Increasing volumes of US crude leaving from Gulf Coast ports to refineries abroad have drained inventories in Texas and Louisiana, and pulled barrels via pipeline from the Cushing, Oklahoma storage hub.
This trend should continue.
New pipelines coming online this year and next, along with Gulf Coast port expansions, will expand US export capacity.
You can already see the impact that higher exports are having on inventories.
Gulf Coast crude stocks have fallen sharply since May. Interestingly, those draws have been driven by tanks away from refineries. That’s indicative of the role that exports are playing, not refinery activity.
That’s particularly noteworthy coming in the summer as refineries run hard to satisfy the peak driving season.
Ursa measures global crude inventories weekly using synthetic aperture radar (SAR). This provides insight on places outside the United States where inventory statistics aren’t timely or considered accurate or even available.

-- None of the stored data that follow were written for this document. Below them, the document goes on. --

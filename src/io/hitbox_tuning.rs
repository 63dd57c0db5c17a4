//! Hitbox tuning JSON: a single object of hand-tunable offsets layered on
//! top of weapon geometry. Load/save must be
//! bit-exact: the file struct's field order matches `HitboxTuning`'s
//! declaration order exactly and is serialized with a fixed pretty-printer,
//! so loading a file and saving it straight back out reproduces the
//! original bytes.

use std::path::Path;

use serde::{Deserialize, Serialize};

use crate::geometry::HitboxTuning;

fn default_scale() -> [f32; 4] {
    [1.0, 1.0, 1.0, 1.0]
}

#[derive(Debug, Clone, Serialize, Deserialize)]
pub struct HitboxTuningFile {
    #[serde(default)]
    pub player_offset_x: f32,
    #[serde(default)]
    pub player_offset_y: f32,
    #[serde(default)]
    pub player_length: f32,
    #[serde(default)]
    pub player_width: f32,
    #[serde(default)]
    pub enemy_radius: f32,
    #[serde(default)]
    pub enemy_offset_x: f32,
    #[serde(default)]
    pub enemy_offset_y: f32,
    #[serde(default)]
    pub pursue_offset_x: f32,
    #[serde(default)]
    pub pursue_offset_y: f32,
    #[serde(default)]
    pub mask_dx: [f32; 4],
    #[serde(default)]
    pub mask_dy: [f32; 4],
    #[serde(default = "default_scale")]
    pub mask_scale_x: [f32; 4],
    #[serde(default = "default_scale")]
    pub mask_scale_y: [f32; 4],
}

impl HitboxTuningFile {
    pub fn to_tuning(&self) -> HitboxTuning {
        HitboxTuning {
            player_offset_x: self.player_offset_x,
            player_offset_y: self.player_offset_y,
            player_length: self.player_length,
            player_width: self.player_width,
            enemy_radius: self.enemy_radius,
            enemy_offset_x: self.enemy_offset_x,
            enemy_offset_y: self.enemy_offset_y,
            pursue_offset_x: self.pursue_offset_x,
            pursue_offset_y: self.pursue_offset_y,
            mask_dx: self.mask_dx,
            mask_dy: self.mask_dy,
            mask_scale_x: self.mask_scale_x,
            mask_scale_y: self.mask_scale_y,
        }
    }

    pub fn from_tuning(tuning: &HitboxTuning) -> Self {
        HitboxTuningFile {
            player_offset_x: tuning.player_offset_x,
            player_offset_y: tuning.player_offset_y,
            player_length: tuning.player_length,
            player_width: tuning.player_width,
            enemy_radius: tuning.enemy_radius,
            enemy_offset_x: tuning.enemy_offset_x,
            enemy_offset_y: tuning.enemy_offset_y,
            pursue_offset_x: tuning.pursue_offset_x,
            pursue_offset_y: tuning.pursue_offset_y,
            mask_dx: tuning.mask_dx,
            mask_dy: tuning.mask_dy,
            mask_scale_x: tuning.mask_scale_x,
            mask_scale_y: tuning.mask_scale_y,
        }
    }

    pub fn load_from_file(path: &Path) -> Result<HitboxTuning, String> {
        let contents = std::fs::read_to_string(path)
            .map_err(|e| format!("failed to read hitbox tuning file: {}", e))?;
        let file: HitboxTuningFile = serde_json::from_str(&contents)
            .map_err(|e| format!("failed to parse hitbox tuning JSON: {}", e))?;
        Ok(file.to_tuning())
    }

    pub fn save_to_file(tuning: &HitboxTuning, path: &Path) -> Result<(), String> {
        let file = HitboxTuningFile::from_tuning(tuning);
        let json = serde_json::to_string_pretty(&file)
            .map_err(|e| format!("failed to serialize hitbox tuning: {}", e))?;
        std::fs::write(path, json).map_err(|e| format!("failed to write hitbox tuning file: {}", e))
    }
}

#[cfg(test)]
mod tests {
    use super::*;

    fn temp_path(name: &str) -> std::path::PathBuf {
        std::env::temp_dir().join(format!("strikecore_test_hbt_{}_{}", std::process::id(), name))
    }

    #[test]
    fn missing_fields_default_to_zero_and_mask_scale_to_one() {
        let path = temp_path("sparse.json");
        std::fs::write(&path, "{}").unwrap();
        let tuning = HitboxTuningFile::load_from_file(&path).unwrap();
        assert_eq!(tuning.player_offset_x, 0.0);
        assert_eq!(tuning.mask_scale_x, [1.0; 4]);
        assert_eq!(tuning.mask_dx, [0.0; 4]);
        std::fs::remove_file(&path).ok();
    }

    #[test]
    fn save_then_load_then_save_is_byte_identical() {
        let path_a = temp_path("roundtrip_a.json");
        let path_b = temp_path("roundtrip_b.json");
        let mut tuning = HitboxTuning::default();
        tuning.player_offset_x = 0.25;
        tuning.mask_scale_y = [1.0, 0.9, 1.1, 1.0];

        HitboxTuningFile::save_to_file(&tuning, &path_a).unwrap();
        let loaded = HitboxTuningFile::load_from_file(&path_a).unwrap();
        HitboxTuningFile::save_to_file(&loaded, &path_b).unwrap();

        let bytes_a = std::fs::read(&path_a).unwrap();
        let bytes_b = std::fs::read(&path_b).unwrap();
        assert_eq!(bytes_a, bytes_b);

        std::fs::remove_file(&path_a).ok();
        std::fs::remove_file(&path_b).ok();
    }
}
//! On-disk JSON formats the core reads and writes.
//!
//! Each submodule follows the same shape: a `serde`-derived file struct with
//! `#[serde(default = ...)]` fallbacks, a `load_from_file`/`save_to_file`
//! pair on `Path`, and a conversion into the engine-native type the rest of
//! the crate actually uses. Parse/read failures are reported as
//! `Result<_, String>` rather than a custom error enum.

pub mod hitbox_tuning;
pub mod proc_designer;
pub mod weapon_geometry;
pub mod weapon_pose;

For US inventories, we provide more granular data than the US Energy Information Administration (EIA) offers.
That includes the ability to filter on the type of storage, whether associated with a refinery or not.
Looking at Gulf Coast crude inventories (i.e. PADD 3), you can see non-refinery stocks have decreased since June, while refinery stocks have been little changed over the same period.
A key location in the Gulf Coast is the Louisiana Offshore Oil Port (LOOP), the only place in the US where a supertanker (VLCC) can fully load.
We recently covered the rise in LOOP exports responsible for inventory declines at that specific complex, which you can read about here.
In late May, the Brent/WTI spread was above $10/barrel, creating a price incentive to ship US crude abroad.
US crude exports rose by 260,000 barrels per day (bpd) in June to 3.16 million bpd, a record-high, according to the latest US Census Bureau.
Meanwhile, Gulf Coast refinery activity was consistent with seasonal norms, until mid-July, when utilization rates turned below-normal.
Source: Energy Information Administration (EIA)
The extra demand for Gulf Coast exports has been felt further away in Cushing, Oklahoma. Storage levels at the NYMEX crude delivery point have declined since mid-June.
After a long period of builds that began October 2018, the tide has shifted, with Cushing stocks down some 13.6% over the last seven weeks to 47.3 million barrels, levels last seen in early May, according to our latest measurements.
With Cushing tanks draining, the Brent/WTI spread began to narrow, settling August 5 at $5.23/b, the tightest it has been since July 30, 2018.
Source: ICE via MarketView
Another component behind the narrower Brent/WTI spread has been concerns over the global economy entering a recession, which would hurt oil demand.
That prospect has weakened Brent more so than WTI, further reducing the difference between the two benchmarks.
Longer term, a shift could be underway altering the dynamics of the global oil market.
A defining feature of the global oil market in recent memory was the relentless climb in US crude inventories that began late-2014 and peaked July 2017 at all-time highs.
You didn’t really need to look outside the US to know what was going on.
But the ability for US producers to export more oil means any supply glut might not materialize domestically, but materialize in storage tanks outside the US.
That increases the need for timely and accurate data on inventories around the world.